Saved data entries
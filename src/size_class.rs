use bitflags::bitflags;
use strum_macros::{Display, EnumIter, IntoStaticStr};

use crate::query::{Condition, MediaFeature};

bitflags! {
  /// Which keys a size class contributes to a table.
  #[derive(Default, Debug, Clone, Copy, PartialEq, Eq, Hash)]
  #[must_use]
  pub struct Variants: u8 {
    /// The unprefixed key, e.g. `phone`.
    const BARE = 1;
    const LT = 2;
    const LE = 4;
    const GE = 8;
    const GT = 16;

    const COMPARISONS = Self::LT.bits() | Self::LE.bits() | Self::GE.bits() | Self::GT.bits();
  }
}

#[cfg(feature = "serde")]
impl serde::Serialize for Variants {
    fn serialize<S: serde::Serializer>(&self, serializer: S) -> Result<S::Ok, S::Error> {
        bitflags::serde::serialize(self, serializer)
    }
}

#[cfg(feature = "serde")]
impl<'de> serde::Deserialize<'de> for Variants {
    fn deserialize<D: serde::Deserializer<'de>>(deserializer: D) -> Result<Self, D::Error> {
        bitflags::serde::deserialize(deserializer)
    }
}

/// A named viewport category. Variants are declared in ascending width order.
#[derive(
    Debug, Clone, Copy, PartialEq, Eq, PartialOrd, Ord, Hash, Display, EnumIter, IntoStaticStr,
)]
#[cfg_attr(feature = "serde", derive(serde::Serialize, serde::Deserialize))]
#[cfg_attr(feature = "serde", serde(rename_all = "lowercase"))]
#[strum(serialize_all = "lowercase")]
pub enum SizeClass {
    Phone,
    Mobile,
    Tablet,
    Povertyscreen,
    Smallscreen,
    Desktop,
    Widescreen,
}

impl SizeClass {
    pub const ALL: [SizeClass; 7] = [
        SizeClass::Phone,
        SizeClass::Mobile,
        SizeClass::Tablet,
        SizeClass::Povertyscreen,
        SizeClass::Smallscreen,
        SizeClass::Desktop,
        SizeClass::Widescreen,
    ];

    /// The token used for this class inside breakpoint keys.
    pub fn name(self) -> &'static str {
        self.into()
    }
}

/// The prefix of a breakpoint key, relative to a size class boundary.
#[derive(Debug, Clone, Copy, PartialEq, Eq, Hash, Display, EnumIter, IntoStaticStr)]
#[cfg_attr(feature = "serde", derive(serde::Serialize, serde::Deserialize))]
#[cfg_attr(feature = "serde", serde(rename_all = "lowercase"))]
pub enum Comparison {
    #[strum(serialize = "<")]
    Lt,
    #[strum(serialize = "<=")]
    Le,
    #[strum(serialize = ">=")]
    Ge,
    #[strum(serialize = ">")]
    Gt,
}

impl Comparison {
    pub fn prefix(self) -> &'static str {
        self.into()
    }

    pub fn variant(self) -> Variants {
        match self {
            Comparison::Lt => Variants::LT,
            Comparison::Le => Variants::LE,
            Comparison::Ge => Variants::GE,
            Comparison::Gt => Variants::GT,
        }
    }

    /// The width condition for this comparison around `boundary`, where
    /// `boundary` is the last pixel matched by `<=`.
    ///
    /// `<=` and `>=` both include the boundary pixel; `<` and `>` step one
    /// pixel away from it. Returns `None` if that step leaves the `u32` range.
    pub fn condition(self, boundary: u32) -> Option<Condition> {
        let (feature, px) = match self {
            Comparison::Lt => (MediaFeature::MaxWidth, boundary.checked_sub(1)?),
            Comparison::Le => (MediaFeature::MaxWidth, boundary),
            Comparison::Ge => (MediaFeature::MinWidth, boundary),
            Comparison::Gt => (MediaFeature::MinWidth, boundary.checked_add(1)?),
        };
        Some(Condition::new(feature, px))
    }
}

#[cfg(test)]
mod tests {
    use strum::IntoEnumIterator;

    use super::{Comparison, SizeClass, Variants};
    use crate::query::{Condition, MediaFeature};

    #[test]
    fn names_are_lowercase_tokens() {
        let names: Vec<_> = SizeClass::iter().map(SizeClass::name).collect();
        assert_eq!(
            names,
            [
                "phone",
                "mobile",
                "tablet",
                "povertyscreen",
                "smallscreen",
                "desktop",
                "widescreen"
            ]
        );
        assert_eq!(SizeClass::Smallscreen.to_string(), "smallscreen");
    }

    #[test]
    fn all_matches_declaration_order() {
        assert!(SizeClass::iter().eq(SizeClass::ALL));
        assert!(SizeClass::ALL.windows(2).all(|w| w[0] < w[1]));
    }

    #[test]
    fn prefixes() {
        let prefixes: Vec<_> = Comparison::iter().map(Comparison::prefix).collect();
        assert_eq!(prefixes, ["<", "<=", ">=", ">"]);
    }

    #[test]
    fn conditions_around_boundary() {
        assert_eq!(
            Comparison::Lt.condition(667),
            Some(Condition::new(MediaFeature::MaxWidth, 666))
        );
        assert_eq!(
            Comparison::Le.condition(667),
            Some(Condition::new(MediaFeature::MaxWidth, 667))
        );
        assert_eq!(
            Comparison::Ge.condition(667),
            Some(Condition::new(MediaFeature::MinWidth, 667))
        );
        assert_eq!(
            Comparison::Gt.condition(667),
            Some(Condition::new(MediaFeature::MinWidth, 668))
        );
    }

    #[test]
    fn conditions_out_of_range() {
        assert_eq!(Comparison::Lt.condition(0), None);
        assert_eq!(Comparison::Gt.condition(u32::MAX), None);
    }

    #[test]
    fn comparison_variants() {
        let all = Comparison::iter().fold(Variants::empty(), |acc, c| acc | c.variant());
        assert_eq!(all, Variants::COMPARISONS);
        assert!(!all.contains(Variants::BARE));
    }
}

*Exercise requirements*:
Give back the lines of the data exactly as they are written, from the first line through the line containing "to a table.".

*Output of the exercise*:
filename src/size_class.rs
use bitflags::bitflags;
use strum_macros::{Display, EnumIter, IntoStaticStr};

use crate::query::{Condition, MediaFeature};

bitflags! {
  /// Which keys a size class contributes to a table.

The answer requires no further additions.